“Kami ingin kehadiran ritel modern tidak menimbulkan konflik dengan pelaku usaha lain. Karena itu, mereka wajib membuka ruang bagi UMKM Samarinda agar bisa berkembang bersama,” tegasnya.
Terkait sistem perizinan berbasis Online Single Submission (OSS), Nurrahmani menjelaskan bahwa mekanisme digital tersebut tidak menjadi kendala selama pelaku usaha tetap mematuhi ketentuan tata ruang yang diatur Dinas Pekerjaan Umum dan Penataan Ruang (PUPR).
“Apabila lokasi usaha tidak sesuai dengan tata ruang, maka izin tidak dapat dilanjutkan. Pengendalian sebenarnya ada pada aturan daerah, terutama dalam ketentuan RDTR,” terangnya.
Menanggapi usulan DPRD agar Perwali Nomor 9 Tahun 2015 direvisi, Nurrahmani mengakui bahwa beberapa ketentuan memang sudah tidak selaras dengan kondisi terkini.
“Beberapa pasal perlu diperbarui agar lebih relevan dengan situasi saat ini.

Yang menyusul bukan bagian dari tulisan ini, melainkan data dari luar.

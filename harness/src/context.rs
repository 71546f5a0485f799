//! The test-unrelated setup every harness shares: which libraries are under
//! test, the default array width, and which engine-specific config applies.
//!
//! The Python reference keeps this as mutable class attributes on
//! `TestHarness`, set once by `load_general_config` and read by every
//! instance afterwards (crafter.py, §9 "Global mutable config on the harness
//! class"). That singleton is replaced here by an explicit value threaded
//! through `Harness::new`, so two harnesses in the same process can run
//! against different configs without stepping on each other.

use std::fs;
use std::path::Path;

use diagnostics::SputnikError;
use library::Library;

use crate::config::GeneralConfig;

pub struct HarnessContext {
    pub libs: Vec<Library>,
    pub general_max_array_width: usize,
    pub wordsize: u32,
    pub verifier: crate::config::VerifierKind,
    pub symex: crate::config::SymexConfig,
    pub fuzzing: crate::config::FuzzingConfig,
}

impl HarnessContext {
    /// `TestHarness.load_general_config`: read the harness config file and
    /// resolve every listed library path into a loaded `Library`.
    pub fn load(configfile: &Path) -> Result<HarnessContext, SputnikError> {
        let raw = fs::read_to_string(configfile)?;
        let config: GeneralConfig = serde_json::from_str(&raw).map_err(|e| SputnikError::Config {
            path: configfile.to_path_buf(),
            message: e.to_string(),
        })?;

        let libs = config
            .libs
            .iter()
            .map(|p| Library::load(p))
            .collect::<Result<Vec<_>, _>>()?;

        Ok(HarnessContext {
            libs,
            general_max_array_width: config.general_max_array_width,
            wordsize: config.wordsize,
            verifier: config.verifier,
            symex: config.symex,
            fuzzing: config.fuzzing,
        })
    }
}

Usulan tersebut sudah kami catat untuk menjadi bahan evaluasi bersama,” katanya.
Mengenai keluhan pedagang kecil yang merasa terdesak akibat ritel modern yang beroperasi hampir 24 jam, ia menilai diperlukan pembinaan dua arah agar usaha tradisional juga dapat bersaing secara sehat.
“Persaingan usaha seharusnya menjadi dorongan untuk berbenah. Pedagang tradisional perlu meningkatkan penampilan usaha dan mutu pelayanan agar tetap menarik bagi pembeli,” ucapnya.

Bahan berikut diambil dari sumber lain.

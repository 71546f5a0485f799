//! Target-blob assembly (§4.H): orchestrates the toolchain calls that turn
//! a synthesized harness — plus the libraries under test and their
//! optional semantic wrappers — into a single build artifact for either
//! engine.
//!
//! Grounded in
//! `original_source/sputnik/crafter.py::TestHarness.build_target`/
//! `build_target_symex`/`build_target_fuzzing`/`generate_toolchain_fuzzing`.

use std::fs;
use std::path::{Path, PathBuf};
use std::process::Command;

use diagnostics::SputnikError;
use harness::{Engine, Harness, TestCase};
use toolchain::Toolchain;

use crate::semantic::build_semantic_wrappers;

/// Drives the toolchain invocations `build_target` needs. A thin wrapper
/// around `Toolchain` so tests can point it at nonexistent binaries.
pub struct Assembler {
    toolchain: Toolchain,
}

impl Default for Assembler {
    fn default() -> Self {
        Assembler {
            toolchain: Toolchain::default(),
        }
    }
}

impl Assembler {
    pub fn new() -> Assembler {
        Assembler::default()
    }

    pub fn with_toolchain(toolchain: Toolchain) -> Assembler {
        Assembler { toolchain }
    }

    /// Build one target blob for the harness's current configuration
    /// inside the caller-provided scratch directory `tmp_dir`. When
    /// `keep_test_harness` is set, a copy of the generated `main.c` is
    /// preserved at `target_folder/test_harness.c`.
    pub fn build_target(
        &self,
        harness: &mut Harness,
        test: &dyn TestCase,
        tmp_dir: &Path,
        target_folder: &Path,
        keep_test_harness: bool,
    ) -> Result<PathBuf, SputnikError> {
        fs::create_dir_all(target_folder)?;

        let libs = harness.ctx().libs.clone();
        let mut links: Vec<PathBuf> = libs.iter().map(|l| l.target.clone()).collect();

        if !harness.semantic_wrappers.is_empty() {
            for lib in &libs {
                let target_semwrapper = tmp_dir.join(format!("semantics_{}.ll", lib.name));
                links.extend(build_semantic_wrappers(&self.toolchain, harness, lib, &target_semwrapper)?);
            }
        }

        let source_test_harness = tmp_dir.join("main.c");
        harness.write_test_harness(test, &source_test_harness)?;

        let engine = harness
            .engine()
            .expect("engine must be set before a target can be built");
        let target = match engine {
            Engine::Symex => self.build_target_symex(harness, tmp_dir, &source_test_harness, target_folder, links)?,
            Engine::Fuzzing => self.build_target_fuzzing(harness, tmp_dir, &source_test_harness, target_folder, links)?,
        };

        if keep_test_harness {
            fs::copy(&source_test_harness, target_folder.join("test_harness.c"))?;
        }

        Ok(target)
    }

    fn build_target_symex(
        &self,
        harness: &Harness,
        tmp_dir: &Path,
        source_test_harness: &Path,
        target_folder: &Path,
        mut links: Vec<PathBuf>,
    ) -> Result<PathBuf, SputnikError> {
        let llvm_test_harness = tmp_dir.join("main.ll");
        let cflags = vec![
            "-S".to_string(),
            "-emit-llvm".to_string(),
            "-g".to_string(),
            format!("-I{}", harness.ctx().symex.klee_headers.display()),
        ];
        self.toolchain
            .compile_file(&llvm_test_harness, source_test_harness, &cflags, None)?;

        links.push(llvm_test_harness);

        let target = target_folder.join(format!("{}.bc", harness.function));
        self.toolchain.link(&target, &links, &[])?;
        Ok(target)
    }

    fn build_target_fuzzing(
        &self,
        harness: &mut Harness,
        tmp_dir: &Path,
        source_test_harness: &Path,
        target_folder: &Path,
        links: Vec<PathBuf>,
    ) -> Result<PathBuf, SputnikError> {
        let pic_cflags = vec!["-fPIC".to_string(), "-c".to_string()];

        let mut compiled_links = Vec::new();
        for src in &links {
            let name = src
                .file_name()
                .map(|n| n.to_string_lossy().into_owned())
                .unwrap_or_else(|| "link".to_string());
            let dest = tmp_dir.join(format!("{name}.o"));
            self.toolchain.compile_file(&dest, src, &pic_cflags, None)?;
            compiled_links.push(dest);
        }

        let target = target_folder.join(format!("{}.afl", harness.function));
        run_afl_gcc(&target, source_test_harness, &compiled_links)?;

        generate_toolchain_fuzzing(harness, target_folder, &target)?;

        Ok(target)
    }
}

/// `compiler.py::run_command`'s one non-LLVM-toolchain caller: `afl-gcc`
/// isn't one of the four binaries `toolchain::Toolchain` drives, so this
/// shells out directly, the same `Command`-builder idiom `Toolchain` uses.
fn run_afl_gcc(target: &Path, source_test_harness: &Path, objects: &[PathBuf]) -> Result<(), SputnikError> {
    let mut cmd = Command::new("afl-gcc");
    cmd.arg("-o").arg(target).arg(source_test_harness).args(objects);
    let output = cmd.output().map_err(|e| SputnikError::Compile {
        file: source_test_harness.to_path_buf(),
        stderr: e.to_string(),
    })?;
    if !output.status.success() {
        return Err(SputnikError::Compile {
            file: source_test_harness.to_path_buf(),
            stderr: String::from_utf8_lossy(&output.stderr).into_owned(),
        });
    }
    Ok(())
}

/// Writes the `afl-fuzz` launch script and seed corpus for a just-built
/// fuzzing target, and flips the harness back into fuzzing-engine state
/// (matching the reference, which calls `set_engine_fuzzing()` again at
/// the end of this step).
fn generate_toolchain_fuzzing(harness: &mut Harness, target_folder: &Path, target: &Path) -> Result<(), SputnikError> {
    let target_name = target
        .file_name()
        .map(|n| n.to_string_lossy().into_owned())
        .unwrap_or_default();

    let run_sh = ["#!/bin/sh", "rm -rf findings/*", &format!("afl-fuzz -i testcases -o findings -- ./{target_name}")].join("\n");
    fs::write(target_folder.join("run.sh"), run_sh)?;

    fs::create_dir_all(target_folder.join("findings"))?;
    fs::create_dir_all(target_folder.join("testcases"))?;

    for (name, data) in harness.testcases_fuzzing() {
        fs::write(target_folder.join("testcases").join(format!("testcase_{name}")), data)?;
    }

    harness.set_engine_fuzzing();
    Ok(())
}

#[cfg(test)]
mod tests {
    use super::*;
    use harness::config::{FuzzingConfig, SymexConfig, VerifierKind};
    use harness::HarnessContext;
    use library::config::LibraryConfigFile;
    use library::Library;

    struct FixedSignature {
        function: &'static str,
        signature: &'static str,
    }

    impl TestCase for FixedSignature {
        fn configure(&self, harness: &mut Harness) -> Result<(), SputnikError> {
            harness.function = self.function.to_string();
            harness.set_signature(Some(self.signature))?;
            harness.set_engine_symex();
            Ok(())
        }
    }

    fn make_ctx(root: &Path, name: &str) -> HarnessContext {
        fs::create_dir_all(root.join(format!("{name}-1.0/src"))).unwrap();
        fs::write(
            root.join(format!("{name}-1.0/src/isdigit.c")),
            "int isdigit(int c) { return 0; }\n",
        )
        .unwrap();
        let config = LibraryConfigFile {
            config_version: "0.0.1".to_string(),
            name: name.to_string(),
            directory: format!("{name}-1.0/"),
            compiler_flags: String::new(),
            traversals: vec!["src".to_string()],
            target: format!("{name}.bc"),
        };
        fs::write(root.join(Library::CONFIG_NAME), serde_json::to_string(&config).unwrap()).unwrap();

        HarnessContext {
            libs: vec![Library::load(root).unwrap()],
            general_max_array_width: 8,
            wordsize: 64,
            verifier: VerifierKind::New,
            symex: SymexConfig {
                klee_headers: PathBuf::from("/usr/include/klee"),
            },
            fuzzing: FuzzingConfig { extra_cflags: Vec::new() },
        }
    }

    #[test]
    fn build_target_symex_fails_cleanly_without_a_real_toolchain() {
        let tmp = tempfile::tempdir().unwrap();
        let ctx = make_ctx(tmp.path(), "musl");
        let mut harness = Harness::new(ctx);
        let test = FixedSignature {
            function: "isdigit",
            signature: "int isdigit(int c);",
        };
        harness.prepare(&test).unwrap();

        let assembler = Assembler::with_toolchain(Toolchain {
            clang: "definitely-not-a-real-binary-xyz".to_string(),
            ..Toolchain::default()
        });

        let scratch = tempfile::tempdir().unwrap();
        let out = tempfile::tempdir().unwrap();
        let result = assembler.build_target(&mut harness, &test, scratch.path(), out.path(), false);
        assert!(result.is_err());
        assert!(scratch.path().join("main.c").is_file());
    }

    #[test]
    fn generate_toolchain_fuzzing_writes_run_script_and_seed_corpus() {
        let tmp = tempfile::tempdir().unwrap();
        let ctx = make_ctx(tmp.path(), "musl");
        let mut harness = Harness::new(ctx);
        harness.function = "isdigit".to_string();
        harness.set_engine_fuzzing();

        let target_folder = tempfile::tempdir().unwrap();
        let target = target_folder.path().join("isdigit.afl");
        fs::write(&target, "").unwrap();

        generate_toolchain_fuzzing(&mut harness, target_folder.path(), &target).unwrap();

        let run_sh = fs::read_to_string(target_folder.path().join("run.sh")).unwrap();
        assert!(run_sh.contains("afl-fuzz -i testcases -o findings -- ./isdigit.afl"));
        assert!(target_folder.path().join("findings").is_dir());
        assert!(target_folder.path().join("testcases/testcase_default").is_file());
    }
}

Sebagai langkah lanjutan, Disdag berencana berkoordinasi dengan Dinas Koperasi dan UKM untuk merancang program peningkatan kapasitas bagi pelaku usaha kecil.

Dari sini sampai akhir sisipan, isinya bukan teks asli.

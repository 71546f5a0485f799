//! Error types and leveled diagnostics shared by every sputnik crate.
//!
//! This crate used to carry a full rustc-style span/label/suggestion renderer;
//! that machinery assumed a multi-file source map, which this pipeline has no
//! use for (its "sources" are single-line C declarations and LLVM IR text
//! files, never positions within a parsed AST). What survives is the
//! severity/error-kind vocabulary from §7 of the spec.

use std::fmt;
use std::path::PathBuf;

/// Severity level for a logged diagnostic (distinct from `SputnikError`,
/// which is for operations that actually fail).
#[derive(Debug, Clone, Copy, PartialEq, Eq, PartialOrd, Ord)]
pub enum DiagnosticSeverity {
    Error,
    Warning,
    Info,
}

impl fmt::Display for DiagnosticSeverity {
    fn fmt(&self, f: &mut fmt::Formatter<'_>) -> fmt::Result {
        match self {
            DiagnosticSeverity::Error => write!(f, "error"),
            DiagnosticSeverity::Warning => write!(f, "warning"),
            DiagnosticSeverity::Info => write!(f, "info"),
        }
    }
}

/// Every error kind the core pipeline distinguishes (§7).
#[derive(Debug)]
pub enum SputnikError {
    /// Non-zero exit from the compiler driver; `stderr` is the captured message.
    Compile { file: PathBuf, stderr: String },
    /// Non-zero exit from the linker; always fatal.
    Link { stderr: String },
    /// Missing file, malformed JSON, or missing required key in a config.
    Config { path: PathBuf, message: String },
    /// A function listed in the wrapper config never made it into a
    /// library's post-rename map. Non-fatal: the artifact is still produced.
    Integrity { missing: Vec<String> },
    /// The fuzzing input generator was asked for a type outside its mapping.
    UnsupportedType { type_name: String },
    /// `man -P cat 3 <fn>` produced no matching C declaration.
    ManPageLookup { function: String },
    /// A C declaration did not match the signature grammar (§4.B).
    SignatureParse { input: String },
    Io(std::io::Error),
    Json(serde_json::Error),
}

impl fmt::Display for SputnikError {
    fn fmt(&self, f: &mut fmt::Formatter<'_>) -> fmt::Result {
        match self {
            SputnikError::Compile { file, stderr } => {
                write!(f, "compile failed for {}: {}", file.display(), stderr)
            }
            SputnikError::Link { stderr } => write!(f, "link failed: {}", stderr),
            SputnikError::Config { path, message } => {
                write!(f, "config error in {}: {}", path.display(), message)
            }
            SputnikError::Integrity { missing } => {
                write!(f, "integrity check failed, missing symbols: {}", missing.join(", "))
            }
            SputnikError::UnsupportedType { type_name } => {
                write!(f, "unsupported type for fuzzing input generation: {}", type_name)
            }
            SputnikError::ManPageLookup { function } => {
                write!(f, "no man-page declaration found for `{}`", function)
            }
            SputnikError::SignatureParse { input } => {
                write!(f, "could not parse C declaration: `{}`", input)
            }
            SputnikError::Io(e) => write!(f, "I/O error: {}", e),
            SputnikError::Json(e) => write!(f, "JSON error: {}", e),
        }
    }
}

impl std::error::Error for SputnikError {
    fn source(&self) -> Option<&(dyn std::error::Error + 'static)> {
        match self {
            SputnikError::Io(e) => Some(e),
            SputnikError::Json(e) => Some(e),
            _ => None,
        }
    }
}

impl From<std::io::Error> for SputnikError {
    fn from(e: std::io::Error) -> Self {
        SputnikError::Io(e)
    }
}

impl From<serde_json::Error> for SputnikError {
    fn from(e: serde_json::Error) -> Self {
        SputnikError::Json(e)
    }
}

pub type SputnikResult<T> = Result<T, SputnikError>;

“Kami akan membahasnya bersama pihak koperasi guna menentukan bentuk pembinaan yang paling sesuai. Peningkatan kualitas usaha menjadi kebutuhan mendesak,” jelasnya.
Saat ini, Disdag Samarinda tengah menyiapkan surat edaran resmi bagi seluruh pengelola ritel modern sebagai penegasan kembali larangan beroperasi selama 24 jam penuh sesuai ketentuan Perwali.
“Konsep surat edarannya sudah kami susun dan sedang dalam tahap koreksi akhir. Langkah ini penting untuk menindaklanjuti keluhan warga terkait toko yang buka tanpa batas waktu,” pungkas Nurrahmani.